If you're John Thompson and you've won 75 percent of the games you've coached, you've been to three Final Fours and won one NCAA title and been at the top of your profession for a decade, do you scrap what has worked for you to accommodate one exceptional kid during a summer in which you've got about six weeks to prepare for the Olympics?

No. But if you're David Robinson, who wants to ask why, it's perfectly understandable that you don't come away feeling great about how you spent your Olympic summer.

This is what you have to know about Thompson, Knight and Smith. They are extraordinary and they are larger than any single player. Not everyone can play for them, particularly Thompson and Knight. It's no coincidence each has had a number of players transfer. If you don't want to do it exactly the way they want it done, it's best to go. Of course, Robinson didn't have that luxury; he wanted to play for the U.S. Olympic team and Thompson was the coach.

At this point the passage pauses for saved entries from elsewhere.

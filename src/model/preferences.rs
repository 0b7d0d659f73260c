use rand::Rng;

use super::Dimensions;
use super::InstanceError;

/// Whether a professor prefers to teach on a given day and slot: `preference[p][d][t]` is 1 for
/// a preferred slot and 0 otherwise.
#[derive(Clone, Debug, PartialEq, Eq)]
pub struct Preferences {
    days: usize,
    slots: usize,
    values: Box<[i64]>,
}

impl Preferences {
    /// Creates the preferences from a nested `[professor][day][slot]` table whose shape matches
    /// the dimensions and whose values are 0 or 1.
    pub fn from_table(
        dimensions: &Dimensions,
        table: Vec<Vec<Vec<i64>>>,
    ) -> Result<Preferences, InstanceError> {
        let expected = (dimensions.professors(), dimensions.days(), dimensions.slots());
        let shape_error = || InstanceError::PreferenceShape {
            professors: expected.0,
            days: expected.1,
            slots: expected.2,
        };

        if table.len() != expected.0
            || table.iter().any(|days| days.len() != expected.1)
            || table.iter().flatten().any(|slots| slots.len() != expected.2)
        {
            return Err(shape_error());
        }

        let mut values = Vec::with_capacity(expected.0 * expected.1 * expected.2);
        for (professor, days) in table.into_iter().enumerate() {
            for (day, slots) in days.into_iter().enumerate() {
                for (slot, value) in slots.into_iter().enumerate() {
                    if value != 0 && value != 1 {
                        return Err(InstanceError::PreferenceValue {
                            professor,
                            day,
                            slot,
                            value,
                        });
                    }
                    values.push(value);
                }
            }
        }

        Ok(Preferences {
            days: expected.1,
            slots: expected.2,
            values: values.into_boxed_slice(),
        })
    }

    /// Creates the preferences by asking `is_preferred(professor, day, slot)` for every entry.
    pub fn from_fn(
        dimensions: &Dimensions,
        mut is_preferred: impl FnMut(usize, usize, usize) -> bool,
    ) -> Preferences {
        let mut values = Vec::with_capacity(
            dimensions.professors() * dimensions.days() * dimensions.slots(),
        );
        for professor in 0..dimensions.professors() {
            for day in 0..dimensions.days() {
                for slot in 0..dimensions.slots() {
                    values.push(i64::from(is_preferred(professor, day, slot)));
                }
            }
        }

        Preferences {
            days: dimensions.days(),
            slots: dimensions.slots(),
            values: values.into_boxed_slice(),
        }
    }

    /// Draws every entry independently, preferred with probability `density`.
    pub fn random(
        dimensions: &Dimensions,
        density: f64,
        rng: &mut impl Rng,
    ) -> Result<Preferences, InstanceError> {
        if !(0.0..=1.0).contains(&density) {
            return Err(InstanceError::Density(density));
        }

        Ok(Preferences::from_fn(dimensions, |_, _, _| {
            rng.gen_bool(density)
        }))
    }

    pub fn num_professors(&self) -> usize {
        self.values.len() / (self.days * self.slots)
    }

    pub fn num_days(&self) -> usize {
        self.days
    }

    pub fn num_slots(&self) -> usize {
        self.slots
    }

    /// The preference of the professor for the day and slot.
    pub fn get(&self, professor: usize, day: usize, slot: usize) -> i64 {
        self.values[(professor * self.days + day) * self.slots + slot]
    }

    /// The number of preferred (professor, day, slot) combinations.
    pub fn num_preferred(&self) -> usize {
        self.values.iter().filter(|&&value| value == 1).count()
    }
}

#[cfg(test)]
mod tests {
    use rand::rngs::SmallRng;
    use rand::SeedableRng;

    use super::Preferences;
    use crate::model::Dimensions;
    use crate::model::InstanceError;

    fn dimensions() -> Dimensions {
        Dimensions::new(2, 1, 2, 3, 1).expect("valid dimensions")
    }

    #[test]
    fn table_is_indexed_by_professor_day_slot() {
        let preferences = Preferences::from_table(
            &dimensions(),
            vec![
                vec![vec![1, 0, 0], vec![0, 0, 1]],
                vec![vec![0, 1, 0], vec![0, 0, 0]],
            ],
        )
        .expect("valid table");

        assert_eq!(preferences.get(0, 1, 2), 1);
        assert_eq!(preferences.get(1, 0, 1), 1);
        assert_eq!(preferences.get(1, 1, 2), 0);
        assert_eq!(preferences.num_preferred(), 3);
        assert_eq!(preferences.num_professors(), 2);
    }

    #[test]
    fn misshapen_tables_are_rejected() {
        let result = Preferences::from_table(&dimensions(), vec![vec![vec![1, 0, 0]; 2]]);

        assert!(matches!(
            result,
            Err(InstanceError::PreferenceShape { professors: 2, .. })
        ));
    }

    #[test]
    fn non_binary_values_are_rejected() {
        let result = Preferences::from_table(
            &dimensions(),
            vec![vec![vec![0, 0, 0], vec![0, 2, 0]], vec![vec![0, 0, 0]; 2]],
        );

        assert_eq!(
            result,
            Err(InstanceError::PreferenceValue {
                professor: 0,
                day: 1,
                slot: 1,
                value: 2
            })
        );
    }

    #[test]
    fn random_preferences_respect_the_extreme_densities() {
        let mut rng = SmallRng::seed_from_u64(7);

        let none = Preferences::random(&dimensions(), 0.0, &mut rng).expect("valid density");
        let all = Preferences::random(&dimensions(), 1.0, &mut rng).expect("valid density");

        assert_eq!(none.num_preferred(), 0);
        assert_eq!(all.num_preferred(), 12);
        assert!(matches!(
            Preferences::random(&dimensions(), 1.5, &mut rng),
            Err(InstanceError::Density(_))
        ));
    }
}
use enumset::EnumSet;
use enumset::EnumSetType;

use crate::engine::variables::VariableId;
use crate::propagators::ConstraintId;

/// The events a constraint can subscribe to for each of its variables.
#[derive(Debug, EnumSetType)]
pub(crate) enum BooleanDomainEvent {
    AssignedTrue,
    AssignedFalse,
}

impl BooleanDomainEvent {
    pub(crate) fn from_value(value: bool) -> Self {
        if value {
            BooleanDomainEvent::AssignedTrue
        } else {
            BooleanDomainEvent::AssignedFalse
        }
    }
}

#[derive(Clone, Copy, Debug)]
struct Watcher {
    constraint: ConstraintId,
    events: EnumSet<BooleanDomainEvent>,
}

/// For every variable, the constraints to enqueue when it is assigned.
#[derive(Clone, Debug, Default)]
pub(crate) struct WatchList {
    watchers: Vec<Vec<Watcher>>,
}

impl WatchList {
    pub(crate) fn grow(&mut self) {
        self.watchers.push(vec![]);
    }

    pub(crate) fn watch(
        &mut self,
        variable: VariableId,
        constraint: ConstraintId,
        events: EnumSet<BooleanDomainEvent>,
    ) {
        self.watchers[variable.index()].push(Watcher { constraint, events });
    }

    /// The constraints which subscribed to `event` on `variable`.
    pub(crate) fn affected_constraints(
        &self,
        variable: VariableId,
        event: BooleanDomainEvent,
    ) -> impl Iterator<Item = ConstraintId> + '_ {
        self.watchers[variable.index()]
            .iter()
            .filter(move |watcher| watcher.events.contains(event))
            .map(|watcher| watcher.constraint)
    }
}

Back during the Olympic Games in Seoul, I asked Robinson about the rumors that he didn't like Thompson, that there had been some dissension. Robinson said he could listen to Thompson's stories forever, that he found Thompson to be one of the most engaging teachers and admirable men he had ever met. Robinson is very precise with the language. He avoided addressing his player-coach relationship with Thompson.

Robinson is not the first, nor will he be the last player to object to Thompson's way of doing things. Ralph Dalton, Ron Blaylock, Gene Smith and Michael Jackson come to mind as particularly bright, expressive kids who flourished in Thompson's system.

Hopefully, Robinson's going public with his feelings won't create a deep rift between the two away from basketball because the irony is that if more coaches were like Thompson, there'd be more kids who turn out like Robinson.